Is in E in the bass? If so it would be in Root Position and no further symbol is necessary. But is it?

No.

So it's inverted.

Which chord member is in the bass?

It's the B, which is the 5th of the chord. When the 5th is in the bass, the chord is in Second Inversion, and the symbol for that is "6/4"

So this is:

V6/4.

m. 1: i
m. 2: V6/4
m. 3: ?
m. 4: i6
m. 5: ?
m. 6: i6/4

Got it? Good.

Whoa, whoa, whoa, hold your horses there Steve. You didn't say anything about that Sharp note there.

I know for a fact that the Key Signature has no sharps or flats. I know Am has no sharps of flats, and the notes of the scale are A-B-C-D-E-F-G.

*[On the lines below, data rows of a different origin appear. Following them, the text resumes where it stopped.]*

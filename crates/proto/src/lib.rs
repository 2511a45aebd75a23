//! llmq protocol types
//!
//! Serde types exchanged between the scheduler and the API/UI layer that
//! submits jobs, polls their status and subscribes to their token streams.

use chrono::{DateTime, Utc};
use serde::{Deserialize, Serialize};
use std::fmt;
use uuid::Uuid;

/// Job identifier
pub type JobId = Uuid;

// Submission types

/// Author of a chat message
#[derive(Debug, Clone, Copy, PartialEq, Eq, Serialize, Deserialize)]
#[serde(rename_all = "lowercase")]
pub enum Role {
    System,
    User,
    Assistant,
    Tool,
}

/// A single message of the conversation sent to the model
#[derive(Debug, Clone, PartialEq, Serialize, Deserialize)]
pub struct ChatMessage {
    pub role: Role,
    pub content: String,
}

impl ChatMessage {
    pub fn user(content: impl Into<String>) -> Self {
        Self {
            role: Role::User,
            content: content.into(),
        }
    }
}

/// Sampling and length options forwarded to the backend
#[derive(Debug, Clone, Default, PartialEq, Serialize, Deserialize)]
pub struct GenerationOptions {
    #[serde(default, skip_serializing_if = "Option::is_none")]
    pub temperature: Option<f32>,

    #[serde(default, skip_serializing_if = "Option::is_none")]
    pub top_p: Option<f32>,

    #[serde(default, skip_serializing_if = "Option::is_none")]
    pub top_k: Option<u32>,

    /// Maximum number of tokens to generate
    #[serde(default, skip_serializing_if = "Option::is_none")]
    pub max_tokens: Option<u32>,

    /// Context window requested from the backend
    #[serde(default, skip_serializing_if = "Option::is_none")]
    pub num_ctx: Option<u32>,

    #[serde(default, skip_serializing_if = "Vec::is_empty")]
    pub stop: Vec<String>,

    /// Ask reasoning models to emit a separate thinking segment
    #[serde(default)]
    pub think: bool,
}

/// Request submitted by a caller
#[derive(Debug, Clone, PartialEq, Serialize, Deserialize)]
pub struct SubmitRequest {
    /// Conversation this job answers
    pub conversation_id: String,

    /// Requested model id (e.g. "llama3.1:8b")
    pub model: String,

    /// Higher is more urgent
    #[serde(default)]
    pub priority: i32,

    pub messages: Vec<ChatMessage>,

    #[serde(default)]
    pub options: GenerationOptions,
}

impl SubmitRequest {
    pub fn new(
        conversation_id: impl Into<String>,
        model: impl Into<String>,
        messages: Vec<ChatMessage>,
    ) -> Self {
        Self {
            conversation_id: conversation_id.into(),
            model: model.into(),
            priority: 0,
            messages,
            options: GenerationOptions::default(),
        }
    }

    pub fn with_priority(mut self, priority: i32) -> Self {
        self.priority = priority;
        self
    }

    /// Total prompt size in bytes
    pub fn prompt_bytes(&self) -> usize {
        self.messages.iter().map(|m| m.content.len()).sum()
    }
}

// Job lifecycle types

/// Lifecycle state of a job
///
/// ```text
/// queued -> claimed -> (model_switching) -> streaming -> completed | failed
///    \          \               \               \
///     +----------+---------------+---------------+--> cancelled
/// ```
///
/// In-flight states may also fall back to `queued` when their claim lease
/// expires and the job is redelivered.
#[derive(Debug, Clone, Copy, PartialEq, Eq, Hash, Serialize, Deserialize)]
#[serde(rename_all = "snake_case")]
pub enum JobStatus {
    Queued,
    Claimed,
    ModelSwitching,
    Streaming,
    Completed,
    Failed,
    Cancelled,
}

impl JobStatus {
    pub fn is_terminal(self) -> bool {
        matches!(
            self,
            JobStatus::Completed | JobStatus::Failed | JobStatus::Cancelled
        )
    }

    /// Whether a dispatcher currently holds a claim on a job in this state
    pub fn is_in_flight(self) -> bool {
        matches!(
            self,
            JobStatus::Claimed | JobStatus::ModelSwitching | JobStatus::Streaming
        )
    }

    /// Transition table of the job state machine
    pub fn can_transition_to(self, next: JobStatus) -> bool {
        use JobStatus::*;
        match (self, next) {
            (Queued, Claimed) | (Queued, Cancelled) => true,
            (Claimed, ModelSwitching) | (Claimed, Streaming) => true,
            (ModelSwitching, Streaming) => true,
            (Streaming, Completed) => true,
            (s, Failed) | (s, Cancelled) if s.is_in_flight() => true,
            // lease expiry redelivers the job
            (s, Queued) if s.is_in_flight() => true,
            _ => false,
        }
    }
}

impl fmt::Display for JobStatus {
    fn fmt(&self, f: &mut fmt::Formatter<'_>) -> fmt::Result {
        let name = match self {
            JobStatus::Queued => "queued",
            JobStatus::Claimed => "claimed",
            JobStatus::ModelSwitching => "model_switching",
            JobStatus::Streaming => "streaming",
            JobStatus::Completed => "completed",
            JobStatus::Failed => "failed",
            JobStatus::Cancelled => "cancelled",
        };
        f.write_str(name)
    }
}

/// The three ways a job can end
#[derive(Debug, Clone, Copy, PartialEq, Eq, Serialize, Deserialize)]
#[serde(rename_all = "snake_case")]
pub enum TerminalState {
    Completed,
    Failed,
    Cancelled,
}

impl TerminalState {
    pub fn as_status(self) -> JobStatus {
        match self {
            TerminalState::Completed => JobStatus::Completed,
            TerminalState::Failed => JobStatus::Failed,
            TerminalState::Cancelled => JobStatus::Cancelled,
        }
    }
}

/// Error kinds a job can fail with
#[derive(Debug, Clone, Copy, PartialEq, Eq, Serialize, Deserialize)]
#[serde(rename_all = "snake_case")]
pub enum ErrorKind {
    /// Malformed or oversized request, rejected before enqueue
    Validation,
    /// Requested model does not fit in accelerator memory
    Capacity,
    /// Model switch failed after bounded retries
    Switch,
    /// No token within the inactivity window
    StreamTimeout,
    /// Error propagated from the inference backend
    Backend,
}

impl fmt::Display for ErrorKind {
    fn fmt(&self, f: &mut fmt::Formatter<'_>) -> fmt::Result {
        let name = match self {
            ErrorKind::Validation => "validation_error",
            ErrorKind::Capacity => "capacity_error",
            ErrorKind::Switch => "switch_error",
            ErrorKind::StreamTimeout => "stream_timeout_error",
            ErrorKind::Backend => "backend_error",
        };
        f.write_str(name)
    }
}

/// Human-readable failure recorded on a job
#[derive(Debug, Clone, PartialEq, Eq, Serialize, Deserialize)]
pub struct JobError {
    pub kind: ErrorKind,
    pub message: String,
}

/// Output accumulated for a job
#[derive(Debug, Clone, Default, PartialEq, Eq, Serialize, Deserialize)]
pub struct JobOutput {
    pub content: String,

    #[serde(default, skip_serializing_if = "Option::is_none")]
    pub thinking: Option<String>,
}

impl JobOutput {
    pub fn is_empty(&self) -> bool {
        self.content.is_empty() && self.thinking.as_deref().map_or(true, str::is_empty)
    }
}

/// One entry of a job's status history
#[derive(Debug, Clone, PartialEq, Eq, Serialize, Deserialize)]
pub struct StatusTransition {
    pub status: JobStatus,
    pub at: DateTime<Utc>,
}

/// Answer to `get_status`
#[derive(Debug, Clone, Serialize, Deserialize)]
pub struct JobStatusView {
    pub job_id: JobId,
    pub conversation_id: String,
    pub model: String,
    pub priority: i32,
    pub status: JobStatus,

    /// Zero-based place in the admission order, present while queued
    pub queue_position: Option<usize>,

    pub output: JobOutput,
    pub error: Option<JobError>,
    pub retry_count: u32,
    pub created_at: DateTime<Utc>,
    pub claimed_at: Option<DateTime<Utc>>,
    pub completed_at: Option<DateTime<Utc>>,
    pub history: Vec<StatusTransition>,
}

// Subscriber stream types

/// Event delivered to a job subscriber
///
/// `seq` numbers the output chunks of one attempt, starting at zero, so a
/// subscriber can verify it saw a gap-free sequence.
#[derive(Debug, Clone, PartialEq, Eq, Serialize, Deserialize)]
#[serde(tag = "type", rename_all = "snake_case")]
pub enum StreamEvent {
    Content { seq: u64, text: String },
    Thinking { seq: u64, text: String },

    /// A redelivered job started over; previously received output is void
    Reset { attempt: u32 },

    Finished {
        status: JobStatus,
        #[serde(default, skip_serializing_if = "Option::is_none")]
        error: Option<JobError>,
    },
}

Doesn't this G# mean we've gone out of the Key?

No.

Myth # whatever:

An accidental comes from outside of the key, or means the chord is from another key.

Not necessarily.

VERY Important Fact:


In minor keys, composers used a raised 7th scale degree in what we call "Chords of Dominant Function" which are the "five" and "seven" chords. This creates what we call a "Leading Tone" that has a tendency to resolve to the Tonic note (or "one") just like in Major Keys (an element that the minor keys lack). This causes a sense of urgency in these chords and a "need to resolve". There's a long story behind this, but just accept the following:

In Minor Keys, V, not v.

In other words, the V chord in a Minor Key will carry an Accidental, and that note is the 3rd of the V chord, and the Leading Tone (raised scale degree 7), which turns the chord that would ordinarily be a minor triad into a Major Triad.

So in Am, scale degree 7 (G) is raised (to G#) to make the v chord into a V chord. Em become an E Major Triad instead.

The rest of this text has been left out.